EXERCISE —
Each record that follows should be reproduced in full, character for character.
[GIVEN RECORDS Boundary: Start]
use std::fs::File;
use std::io::{self, Write};
use std::path::PathBuf;
use std::thread;
use std::time::Duration;

use anyhow::{Context, Result};
use clap::{Args, Parser, Subcommand};
use tracing::info;
use tracing_subscriber::EnvFilter;

use daylog_kernel::adapters::jsonl::JsonLinesSource;
use daylog_kernel::calendar::DayCalendar;
use daylog_kernel::export::{LogExport, DEFAULT_FILE_NAME};
use daylog_kernel::index::GroupedLogIndex;
use daylog_kernel::invariants::InvariantEngine;
use daylog_kernel::log::{LogRecord, LogSource};
use daylog_kernel::metadata::MetadataOptions;
use daylog_kernel::summary::summarize;
use daylog_kernel::tail::{read_all, Tail};

/// Daylog CLI
#[derive(Parser, Debug)]
#[command(name = "daylog")]
#[command(about = "Browse JSON-lines log records grouped by day", long_about = None)]
struct Cli {
    /// Day boundary offset east of UTC, in seconds
    #[arg(long, env = "DAYLOG_UTC_OFFSET", default_value_t = 0, allow_hyphen_values = true)]
    utc_offset: i32,

    /// Use the local time zone for day boundaries (overrides --utc-offset)
    #[arg(long)]
    local: bool,

    /// Log filter used when RUST_LOG is unset
    #[arg(long, default_value = "warn")]
    log_level: String,

    #[command(subcommand)]
    command: Command,
}

#[derive(Subcommand, Debug)]
enum Command {
    /// Print records grouped by day
    Show {
        #[command(flatten)]
        source: SourceArgs,

        /// Latest day and record first
        #[arg(long)]
        reverse: bool,

        /// Only show these metadata fields
        #[arg(long, value_delimiter = ',', conflicts_with = "hide")]
        show: Vec<MetadataOptions>,

        /// Show every metadata field except these
        #[arg(long, value_delimiter = ',')]
        hide: Vec<MetadataOptions>,
    },

    /// Print per-day counts as JSON
    Summary {
        #[command(flatten)]
        source: SourceArgs,

        #[arg(long)]
        reverse: bool,
    },

    /// Write records as plain text
    Export {
        #[command(flatten)]
        source: SourceArgs,

        /// Output file, or `-` for stdout
        #[arg(long, default_value = DEFAULT_FILE_NAME)]
        out: PathBuf,
    },

    /// Verify the grouped index invariants
    Check {
        #[command(flatten)]
        source: SourceArgs,
    },

    /// Print records, then keep polling the file for new ones
    Follow {
        #[command(flatten)]
        source: SourceArgs,

        /// Seconds between polls
        #[arg(long, default_value_t = 5)]
        interval: u64,

        /// Stop after this many polls
        #[arg(long)]
        max_polls: Option<u64>,
    },
}

#[derive(Args, Debug)]
struct SourceArgs {
    /// Path to JSON-lines log file
    #[arg(long, env = "DAYLOG_LOG")]
    log: PathBuf,

    /// Only include records from this process id
    #[arg(long)]
    pid: Option<i32>,
}

impl SourceArgs {
    fn open(&self) -> JsonLinesSource {
        let source = JsonLinesSource::new(&self.log);
        match self.pid {
            Some(pid) => source.with_process_id(pid),
            None => source,
        }
    }
}

fn main() -> Result<()> {
    let cli = Cli::parse();

    tracing_subscriber::fmt()
        .with_env_filter(
            EnvFilter::try_from_default_env().unwrap_or_else(|_| EnvFilter::new(&cli.log_level)),
        )
        .with_writer(io::stderr)
        .init();

    let calendar = if cli.local {
        DayCalendar::local()
    } else {
        DayCalendar::from_offset_seconds(cli.utc_offset)
            .with_context(|| format!("utc offset {} out of range", cli.utc_offset))?
    };

    let stdout = io::stdout();

    match cli.command {
        Command::Show {
            source,
            reverse,
            show,
            hide,
        } => {
            let index = load(&source, calendar, reverse)?;
            let options = if show.is_empty() {
                MetadataOptions::hide(&hide)
            } else {
                MetadataOptions::show(&show)
            };
            render_index(&index, options, &mut stdout.lock())?;
        }

        Command::Summary { source, reverse } => {
            let index = load(&source, calendar, reverse)?;
            let summary = summarize(&index.view());
            println!("{}", serde_json::to_string_pretty(&summary)?);
        }

        Command::Export { source, out } => {
            let index = load(&source, calendar, false)?;
            let export = LogExport::from_index(&index);

            if out.as_os_str() == "-" {
                export.write_to(stdout.lock())?;
            } else {
                let file = File::create(&out)
                    .with_context(|| format!("creating {}", out.display()))?;
                export.write_to(file)?;
                info!(records = export.len(), path = %out.display(), "exported");
            }
        }

        Command::Check { source } => {
            let index = load(&source, calendar, false)?;
            index.check(&InvariantEngine::standard())?;
            println!(
                "ok: {} records over {} days",
                index.record_count(),
                index.len()
            );
        }

        Command::Follow {
            source,
            interval,
            max_polls,
        } => {
            let mut index = load(&source, calendar, false)?;
            let options = MetadataOptions::ALL;
            render_index(&index, options, &mut stdout.lock())?;

            let mut tail = Tail::starting_after(source.open(), index.last_timestamp());
            let mut polls = 0;

            while max_polls.map_or(true, |max| polls < max) {
                thread::sleep(Duration::from_secs(interval));
                polls += 1;

                poll_and_print(&mut tail, &mut index, options, &mut stdout.lock())
                    .with_context(|| format!("polling {}", source.log.display()))?;
            }
        }
    }

    Ok(())
}

fn load(source: &SourceArgs, calendar: DayCalendar, reverse: bool) -> Result<GroupedLogIndex> {
    let index = read_all(&mut source.open(), calendar, reverse)
        .with_context(|| format!("loading {}", source.log.display()))?;
    info!(
        records = index.record_count(),
        days = index.len(),
        "loaded log"
    );
    Ok(index)
}

/// Poll once and print only the records that poll appended.
fn poll_and_print<S: LogSource, W: Write>(
    tail: &mut Tail<S>,
    index: &mut GroupedLogIndex,
    options: MetadataOptions,
    out: &mut W,
) -> Result<usize> {
    let before = index.record_count();
    let appended = tail.poll(index)?;

    for record in &index.records()[before..] {
        writeln!(out, "{}", render_record(record, options, index.calendar()))?;
    }
    Ok(appended)
}

fn render_record(record: &LogRecord, options: MetadataOptions, calendar: &DayCalendar) -> String {
    let metadata = options.format(record, calendar);
    if metadata.is_empty() {
        record.message.clone()
    } else {
        format!("{metadata} {}", record.message)
    }
}

fn render_index<W: Write>(
    index: &GroupedLogIndex,
    options: MetadataOptions,
    out: &mut W,
) -> io::Result<()> {
    for group in index {
        writeln!(out, "== {} ({} records) ==", group.day, group.records.len())?;
        for record in group.records {
            writeln!(out, "{}", render_record(record, options, index.calendar()))?;
        }
    }
    Ok(())
}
[GIVEN RECORDS Boundary: End]
YOUR SOLUTION —
use std::fs::File;
use std::io::{self, Write};
use std::path::PathBuf;
use std::thread;
use std::time::Duration;

use anyhow::{Context, Result};
use clap::{Args, Parser, Subcommand};
use tracing::info;
use tracing_subscriber::EnvFilter;

use daylog_kernel::adapters::jsonl::JsonLinesSource;
use daylog_kernel::calendar::DayCalendar;
use daylog_kernel::export::{LogExport, DEFAULT_FILE_NAME};
use daylog_kernel::index::GroupedLogIndex;
use daylog_kernel::invariants::InvariantEngine;
use daylog_kernel::log::{LogRecord, LogSource};
use daylog_kernel::metadata::MetadataOptions;
use daylog_kernel::summary::summarize;
use daylog_kernel::tail::{read_all, Tail};

/// Daylog CLI
#[derive(Parser, Debug)]
#[command(name = "daylog")]
#[command(about = "Browse JSON-lines log records grouped by day", long_about = None)]
struct Cli {
    /// Day boundary offset east of UTC, in seconds
    #[arg(long, env = "DAYLOG_UTC_OFFSET", default_value_t = 0, allow_hyphen_values = true)]
    utc_offset: i32,

    /// Use the local time zone for day boundaries (overrides --utc-offset)
    #[arg(long)]
    local: bool,

    /// Log filter used when RUST_LOG is unset
    #[arg(long, default_value = "warn")]
    log_level: String,

    #[command(subcommand)]
    command: Command,
}

#[derive(Subcommand, Debug)]
enum Command {
    /// Print records grouped by day
    Show {
        #[command(flatten)]
        source: SourceArgs,

        /// Latest day and record first
        #[arg(long)]
        reverse: bool,

        /// Only show these metadata fields
        #[arg(long, value_delimiter = ',', conflicts_with = "hide")]
        show: Vec<MetadataOptions>,

        /// Show every metadata field except these
        #[arg(long, value_delimiter = ',')]
        hide: Vec<MetadataOptions>,
    },

    /// Print per-day counts as JSON
    Summary {
        #[command(flatten)]
        source: SourceArgs,

        #[arg(long)]
        reverse: bool,
    },

    /// Write records as plain text
    Export {
        #[command(flatten)]
        source: SourceArgs,

        /// Output file, or `-` for stdout
        #[arg(long, default_value = DEFAULT_FILE_NAME)]
        out: PathBuf,
    },

    /// Verify the grouped index invariants
    Check {
        #[command(flatten)]
        source: SourceArgs,
    },

    /// Print records, then keep polling the file for new ones
    Follow {
        #[command(flatten)]
        source: SourceArgs,

        /// Seconds between polls
        #[arg(long, default_value_t = 5)]
        interval: u64,

        /// Stop after this many polls
        #[arg(long)]
        max_polls: Option<u64>,
    },
}

#[derive(Args, Debug)]
struct SourceArgs {
    /// Path to JSON-lines log file
    #[arg(long, env = "DAYLOG_LOG")]
    log: PathBuf,

    /// Only include records from this process id
    #[arg(long)]
    pid: Option<i32>,
}

impl SourceArgs {
    fn open(&self) -> JsonLinesSource {
        let source = JsonLinesSource::new(&self.log);
        match self.pid {
            Some(pid) => source.with_process_id(pid),
            None => source,
        }
    }
}

fn main() -> Result<()> {
    let cli = Cli::parse();

    tracing_subscriber::fmt()
        .with_env_filter(
            EnvFilter::try_from_default_env().unwrap_or_else(|_| EnvFilter::new(&cli.log_level)),
        )
        .with_writer(io::stderr)
        .init();

    let calendar = if cli.local {
        DayCalendar::local()
    } else {
        DayCalendar::from_offset_seconds(cli.utc_offset)
            .with_context(|| format!("utc offset {} out of range", cli.utc_offset))?
    };

    let stdout = io::stdout();

    match cli.command {
        Command::Show {
            source,
            reverse,
            show,
            hide,
        } => {
            let index = load(&source, calendar, reverse)?;
            let options = if show.is_empty() {
                MetadataOptions::hide(&hide)
            } else {
                MetadataOptions::show(&show)
            };
            render_index(&index, options, &mut stdout.lock())?;
        }

        Command::Summary { source, reverse } => {
            let index = load(&source, calendar, reverse)?;
            let summary = summarize(&index.view());
            println!("{}", serde_json::to_string_pretty(&summary)?);
        }

        Command::Export { source, out } => {
            let index = load(&source, calendar, false)?;
            let export = LogExport::from_index(&index);

            if out.as_os_str() == "-" {
                export.write_to(stdout.lock())?;
            } else {
                let file = File::create(&out)
                    .with_context(|| format!("creating {}", out.display()))?;
                export.write_to(file)?;
                info!(records = export.len(), path = %out.display(), "exported");
            }
        }

        Command::Check { source } => {
            let index = load(&source, calendar, false)?;
            index.check(&InvariantEngine::standard())?;
            println!(
                "ok: {} records over {} days",
                index.record_count(),
                index.len()
            );
        }

        Command::Follow {
            source,
            interval,
            max_polls,
        } => {
            let mut index = load(&source, calendar, false)?;
            let options = MetadataOptions::ALL;
            render_index(&index, options, &mut stdout.lock())?;

            let mut tail = Tail::starting_after(source.open(), index.last_timestamp());
            let mut polls = 0;

            while max_polls.map_or(true, |max| polls < max) {
                thread::sleep(Duration::from_secs(interval));
                polls += 1;

                poll_and_print(&mut tail, &mut index, options, &mut stdout.lock())
                    .with_context(|| format!("polling {}", source.log.display()))?;
            }
        }
    }

    Ok(())
}

fn load(source: &SourceArgs, calendar: DayCalendar, reverse: bool) -> Result<GroupedLogIndex> {
    let index = read_all(&mut source.open(), calendar, reverse)
        .with_context(|| format!("loading {}", source.log.display()))?;
    info!(
        records = index.record_count(),
        days = index.len(),
        "loaded log"
    );
    Ok(index)
}

/// Poll once and print only the records that poll appended.
fn poll_and_print<S: LogSource, W: Write>(
    tail: &mut Tail<S>,
    index: &mut GroupedLogIndex,
    options: MetadataOptions,
    out: &mut W,
) -> Result<usize> {
    let before = index.record_count();
    let appended = tail.poll(index)?;

    for record in &index.records()[before..] {
        writeln!(out, "{}", render_record(record, options, index.calendar()))?;
    }
    Ok(appended)
}

fn render_record(record: &LogRecord, options: MetadataOptions, calendar: &DayCalendar) -> String {
    let metadata = options.format(record, calendar);
    if metadata.is_empty() {
        record.message.clone()
    } else {
        format!("{metadata} {}", record.message)
    }
}

fn render_index<W: Write>(
    index: &GroupedLogIndex,
    options: MetadataOptions,
    out: &mut W,
) -> io::Result<()> {
    for group in index {
        writeln!(out, "== {} ({} records) ==", group.day, group.records.len())?;
        for record in group.records {
            writeln!(out, "{}", render_record(record, options, index.calendar()))?;
        }
    }
    Ok(())
}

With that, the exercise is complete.